# WORK INSTRUCTION
Would you please give all the lines below again, exactly as they stand?

LISTED ENTRIES section start

use std::collections::BTreeMap;
use std::sync::Arc;

use async_trait::async_trait;
use chrono::Utc;
use serde_json::{json, Value};
use thiserror::Error;
use tracing::info;

use concierge_core::domain::notification::{Notification, NotificationSink, SaleNotification};

use crate::knowledge::KnowledgeBase;

pub const WEATHER_TOOL: &str = "get_current_weather";
pub const KNOWLEDGE_TOOL: &str = "process_knowledge_query";
pub const FINALIZE_SALE_TOOL: &str = "finalize_sale_process";

/// Schema advertised to the model for one capability.
#[derive(Clone, Debug, PartialEq, Eq)]
pub struct ToolDescriptor {
    pub name: String,
    pub description: String,
    pub parameters: Value,
}

#[derive(Clone, Debug, Error, PartialEq, Eq)]
pub enum ToolError {
    #[error("unknown tool `{0}`")]
    UnknownTool(String),
    #[error("invalid arguments for `{tool}`: {reason}")]
    InvalidArguments { tool: String, reason: String },
}

#[async_trait]
pub trait Tool: Send + Sync {
    fn name(&self) -> &'static str;
    fn description(&self) -> &'static str;
    fn parameters(&self) -> Value;
    async fn execute(&self, input: Value) -> Result<String, ToolError>;

    fn descriptor(&self) -> ToolDescriptor {
        ToolDescriptor {
            name: self.name().to_string(),
            description: self.description().to_string(),
            parameters: self.parameters(),
        }
    }
}

/// Capabilities available to the answering agent. Built once at startup and
/// shared read-only afterwards.
#[derive(Default)]
pub struct ToolRegistry {
    tools: BTreeMap<String, Box<dyn Tool>>,
}

impl ToolRegistry {
    pub fn register<T>(&mut self, tool: T)
    where
        T: Tool + 'static,
    {
        self.tools.insert(tool.name().to_string(), Box::new(tool));
    }

    pub fn len(&self) -> usize {
        self.tools.len()
    }

    pub fn is_empty(&self) -> bool {
        self.tools.is_empty()
    }

    pub fn names(&self) -> impl Iterator<Item = &str> {
        self.tools.keys().map(String::as_str)
    }

    pub fn descriptors(&self) -> Vec<ToolDescriptor> {
        self.tools.values().map(|tool| tool.descriptor()).collect()
    }

    pub async fn invoke(&self, name: &str, input: Value) -> Result<String, ToolError> {
        let tool = self.tools.get(name).ok_or_else(|| ToolError::UnknownTool(name.to_string()))?;
        tool.execute(input).await
    }
}

/// The full capability set: weather, knowledge lookup and sale finalization.
pub fn default_registry(knowledge: Arc<KnowledgeBase>, sales: SaleFinalizer) -> ToolRegistry {
    let mut registry = ToolRegistry::default();
    registry.register(WeatherTool);
    registry.register(KnowledgeQueryTool::new(knowledge));
    registry.register(FinalizeSaleTool::new(sales));
    registry
}

fn required_str(input: &Value, field: &str, tool: &str) -> Result<String, ToolError> {
    input
        .get(field)
        .and_then(Value::as_str)
        .map(str::trim)
        .filter(|value| !value.is_empty())
        .map(ToOwned::to_owned)
        .ok_or_else(|| ToolError::InvalidArguments {
            tool: tool.to_string(),
            reason: format!("missing string field `{field}`"),
        })
}

fn string_schema(fields: &[(&str, &str)]) -> Value {
    let properties: serde_json::Map<String, Value> = fields
        .iter()
        .map(|(name, description)| {
            ((*name).to_string(), json!({ "type": "string", "description": description }))
        })
        .collect();
    let required: Vec<&str> = fields.iter().map(|(name, _)| *name).collect();
    json!({ "type": "object", "properties": properties, "required": required })
}

pub fn weather_report(location: &str) -> String {
    if ["Medellín", "Itagüí", "Envigado"].iter().any(|city| location.contains(city)) {
        "The current weather in the Aburrá Valley (Medellín/Itagüí) is sunny at 30°C. \
         Ideal for outdoor activities."
            .to_string()
    } else if location.contains("Bogotá") {
        "The weather in Bogotá is cloudy at 18°C. There is a chance of light rain in the afternoon."
            .to_string()
    } else if location.contains("Cali") {
        "The weather in Cali is partly cloudy at 27°C. It feels warm and humid.".to_string()
    } else {
        format!(
            "I don't have weather information for {location} right now. \
             Please specify a major city in Colombia."
        )
    }
}

pub struct WeatherTool;

#[async_trait]
impl Tool for WeatherTool {
    fn name(&self) -> &'static str {
        WEATHER_TOOL
    }

    fn description(&self) -> &'static str {
        "Gets the current weather for a given location."
    }

    fn parameters(&self) -> Value {
        string_schema(&[("location", "City or area name, e.g. Medellín")])
    }

    async fn execute(&self, input: Value) -> Result<String, ToolError> {
        let location = required_str(&input, "location", WEATHER_TOOL)?;
        Ok(weather_report(&location))
    }
}

pub struct KnowledgeQueryTool {
    knowledge: Arc<KnowledgeBase>,
}

impl KnowledgeQueryTool {
    pub fn new(knowledge: Arc<KnowledgeBase>) -> Self {
        Self { knowledge }
    }
}

#[async_trait]
impl Tool for KnowledgeQueryTool {
    fn name(&self) -> &'static str {
        KNOWLEDGE_TOOL
    }

    fn description(&self) -> &'static str {
        "Answers questions that need the internal knowledge base: product details, \
         policies or other internal topics."
    }

    fn parameters(&self) -> Value {
        string_schema(&[("query", "The user's question, restated as a standalone query")])
    }

    async fn execute(&self, input: Value) -> Result<String, ToolError> {
        let query = required_str(&input, "query", KNOWLEDGE_TOOL)?;
        Ok(self.knowledge.answer(&query).await)
    }
}

/// Records a completed sale and broadcasts it. Shared by the confirmed-sale
/// fast path and the `finalize_sale_process` tool.
#[derive(Clone)]
pub struct SaleFinalizer {
    sink: Arc<dyn NotificationSink>,
}

impl SaleFinalizer {
    pub fn new(sink: Arc<dyn NotificationSink>) -> Self {
        Self { sink }
    }

    pub fn finalize(&self, product: &str, client: &str) -> String {
        let sale = SaleNotification::new(product, client, Utc::now());
        info!(
            event_name = "agent.sale.finalized",
            product = %sale.product,
            client = %sale.client,
            "sale finalized, broadcasting notification"
        );
        self.sink.publish(Notification::NewSale(sale));

        format!(
            "Excellent! The sale of {product} for {client} was completed successfully \
             and the notification has been sent."
        )
    }
}

pub struct FinalizeSaleTool {
    finalizer: SaleFinalizer,
}

impl FinalizeSaleTool {
    pub fn new(finalizer: SaleFinalizer) -> Self {
        Self { finalizer }
    }
}

#[async_trait]
impl Tool for FinalizeSaleTool {
    fn name(&self) -> &'static str {
        FINALIZE_SALE_TOOL
    }

    fn description(&self) -> &'static str {
        "Finalizes a sale and emits a notification. Use once every detail needed \
         to register the sale has been confirmed."
    }

    fn parameters(&self) -> Value {
        string_schema(&[
            ("product_info", "The product being sold"),
            ("client_info", "The client buying the product"),
        ])
    }

    async fn execute(&self, input: Value) -> Result<String, ToolError> {
        let product = required_str(&input, "product_info", FINALIZE_SALE_TOOL)?;
        let client = required_str(&input, "client_info", FINALIZE_SALE_TOOL)?;
        Ok(self.finalizer.finalize(&product, &client))
    }
}

#[cfg(test)]
pub(crate) mod test_support {
    use std::sync::Mutex;

    use concierge_core::domain::notification::{Notification, NotificationSink};

    #[derive(Default)]
    pub struct RecordingSink {
        pub published: Mutex<Vec<Notification>>,
    }

    impl RecordingSink {
        pub fn published(&self) -> Vec<Notification> {
            self.published.lock().expect("sink lock").clone()
        }
    }

    impl NotificationSink for RecordingSink {
        fn publish(&self, notification: Notification) {
            self.published.lock().expect("sink lock").push(notification);
        }
    }
}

LISTED ENTRIES section end

# SOLUTION TO THIS TASK
use std::collections::BTreeMap;
use std::sync::Arc;

use async_trait::async_trait;
use chrono::Utc;
use serde_json::{json, Value};
use thiserror::Error;
use tracing::info;

use concierge_core::domain::notification::{Notification, NotificationSink, SaleNotification};

use crate::knowledge::KnowledgeBase;

pub const WEATHER_TOOL: &str = "get_current_weather";
pub const KNOWLEDGE_TOOL: &str = "process_knowledge_query";
pub const FINALIZE_SALE_TOOL: &str = "finalize_sale_process";

/// Schema advertised to the model for one capability.
#[derive(Clone, Debug, PartialEq, Eq)]
pub struct ToolDescriptor {
    pub name: String,
    pub description: String,
    pub parameters: Value,
}

#[derive(Clone, Debug, Error, PartialEq, Eq)]
pub enum ToolError {
    #[error("unknown tool `{0}`")]
    UnknownTool(String),
    #[error("invalid arguments for `{tool}`: {reason}")]
    InvalidArguments { tool: String, reason: String },
}

#[async_trait]
pub trait Tool: Send + Sync {
    fn name(&self) -> &'static str;
    fn description(&self) -> &'static str;
    fn parameters(&self) -> Value;
    async fn execute(&self, input: Value) -> Result<String, ToolError>;

    fn descriptor(&self) -> ToolDescriptor {
        ToolDescriptor {
            name: self.name().to_string(),
            description: self.description().to_string(),
            parameters: self.parameters(),
        }
    }
}

/// Capabilities available to the answering agent. Built once at startup and
/// shared read-only afterwards.
#[derive(Default)]
pub struct ToolRegistry {
    tools: BTreeMap<String, Box<dyn Tool>>,
}

impl ToolRegistry {
    pub fn register<T>(&mut self, tool: T)
    where
        T: Tool + 'static,
    {
        self.tools.insert(tool.name().to_string(), Box::new(tool));
    }

    pub fn len(&self) -> usize {
        self.tools.len()
    }

    pub fn is_empty(&self) -> bool {
        self.tools.is_empty()
    }

    pub fn names(&self) -> impl Iterator<Item = &str> {
        self.tools.keys().map(String::as_str)
    }

    pub fn descriptors(&self) -> Vec<ToolDescriptor> {
        self.tools.values().map(|tool| tool.descriptor()).collect()
    }

    pub async fn invoke(&self, name: &str, input: Value) -> Result<String, ToolError> {
        let tool = self.tools.get(name).ok_or_else(|| ToolError::UnknownTool(name.to_string()))?;
        tool.execute(input).await
    }
}

/// The full capability set: weather, knowledge lookup and sale finalization.
pub fn default_registry(knowledge: Arc<KnowledgeBase>, sales: SaleFinalizer) -> ToolRegistry {
    let mut registry = ToolRegistry::default();
    registry.register(WeatherTool);
    registry.register(KnowledgeQueryTool::new(knowledge));
    registry.register(FinalizeSaleTool::new(sales));
    registry
}

fn required_str(input: &Value, field: &str, tool: &str) -> Result<String, ToolError> {
    input
        .get(field)
        .and_then(Value::as_str)
        .map(str::trim)
        .filter(|value| !value.is_empty())
        .map(ToOwned::to_owned)
        .ok_or_else(|| ToolError::InvalidArguments {
            tool: tool.to_string(),
            reason: format!("missing string field `{field}`"),
        })
}

fn string_schema(fields: &[(&str, &str)]) -> Value {
    let properties: serde_json::Map<String, Value> = fields
        .iter()
        .map(|(name, description)| {
            ((*name).to_string(), json!({ "type": "string", "description": description }))
        })
        .collect();
    let required: Vec<&str> = fields.iter().map(|(name, _)| *name).collect();
    json!({ "type": "object", "properties": properties, "required": required })
}

pub fn weather_report(location: &str) -> String {
    if ["Medellín", "Itagüí", "Envigado"].iter().any(|city| location.contains(city)) {
        "The current weather in the Aburrá Valley (Medellín/Itagüí) is sunny at 30°C. \
         Ideal for outdoor activities."
            .to_string()
    } else if location.contains("Bogotá") {
        "The weather in Bogotá is cloudy at 18°C. There is a chance of light rain in the afternoon."
            .to_string()
    } else if location.contains("Cali") {
        "The weather in Cali is partly cloudy at 27°C. It feels warm and humid.".to_string()
    } else {
        format!(
            "I don't have weather information for {location} right now. \
             Please specify a major city in Colombia."
        )
    }
}

pub struct WeatherTool;

#[async_trait]
impl Tool for WeatherTool {
    fn name(&self) -> &'static str {
        WEATHER_TOOL
    }

    fn description(&self) -> &'static str {
        "Gets the current weather for a given location."
    }

    fn parameters(&self) -> Value {
        string_schema(&[("location", "City or area name, e.g. Medellín")])
    }

    async fn execute(&self, input: Value) -> Result<String, ToolError> {
        let location = required_str(&input, "location", WEATHER_TOOL)?;
        Ok(weather_report(&location))
    }
}

pub struct KnowledgeQueryTool {
    knowledge: Arc<KnowledgeBase>,
}

impl KnowledgeQueryTool {
    pub fn new(knowledge: Arc<KnowledgeBase>) -> Self {
        Self { knowledge }
    }
}

#[async_trait]
impl Tool for KnowledgeQueryTool {
    fn name(&self) -> &'static str {
        KNOWLEDGE_TOOL
    }

    fn description(&self) -> &'static str {
        "Answers questions that need the internal knowledge base: product details, \
         policies or other internal topics."
    }

    fn parameters(&self) -> Value {
        string_schema(&[("query", "The user's question, restated as a standalone query")])
    }

    async fn execute(&self, input: Value) -> Result<String, ToolError> {
        let query = required_str(&input, "query", KNOWLEDGE_TOOL)?;
        Ok(self.knowledge.answer(&query).await)
    }
}

/// Records a completed sale and broadcasts it. Shared by the confirmed-sale
/// fast path and the `finalize_sale_process` tool.
#[derive(Clone)]
pub struct SaleFinalizer {
    sink: Arc<dyn NotificationSink>,
}

impl SaleFinalizer {
    pub fn new(sink: Arc<dyn NotificationSink>) -> Self {
        Self { sink }
    }

    pub fn finalize(&self, product: &str, client: &str) -> String {
        let sale = SaleNotification::new(product, client, Utc::now());
        info!(
            event_name = "agent.sale.finalized",
            product = %sale.product,
            client = %sale.client,
            "sale finalized, broadcasting notification"
        );
        self.sink.publish(Notification::NewSale(sale));

        format!(
            "Excellent! The sale of {product} for {client} was completed successfully \
             and the notification has been sent."
        )
    }
}

pub struct FinalizeSaleTool {
    finalizer: SaleFinalizer,
}

impl FinalizeSaleTool {
    pub fn new(finalizer: SaleFinalizer) -> Self {
        Self { finalizer }
    }
}

#[async_trait]
impl Tool for FinalizeSaleTool {
    fn name(&self) -> &'static str {
        FINALIZE_SALE_TOOL
    }

    fn description(&self) -> &'static str {
        "Finalizes a sale and emits a notification. Use once every detail needed \
         to register the sale has been confirmed."
    }

    fn parameters(&self) -> Value {
        string_schema(&[
            ("product_info", "The product being sold"),
            ("client_info", "The client buying the product"),
        ])
    }

    async fn execute(&self, input: Value) -> Result<String, ToolError> {
        let product = required_str(&input, "product_info", FINALIZE_SALE_TOOL)?;
        let client = required_str(&input, "client_info", FINALIZE_SALE_TOOL)?;
        Ok(self.finalizer.finalize(&product, &client))
    }
}

#[cfg(test)]
pub(crate) mod test_support {
    use std::sync::Mutex;

    use concierge_core::domain::notification::{Notification, NotificationSink};

    #[derive(Default)]
    pub struct RecordingSink {
        pub published: Mutex<Vec<Notification>>,
    }

    impl RecordingSink {
        pub fn published(&self) -> Vec<Notification> {
            self.published.lock().expect("sink lock").clone()
        }
    }

    impl NotificationSink for RecordingSink {
        fn publish(&self, notification: Notification) {
            self.published.lock().expect("sink lock").push(notification);
        }
    }
}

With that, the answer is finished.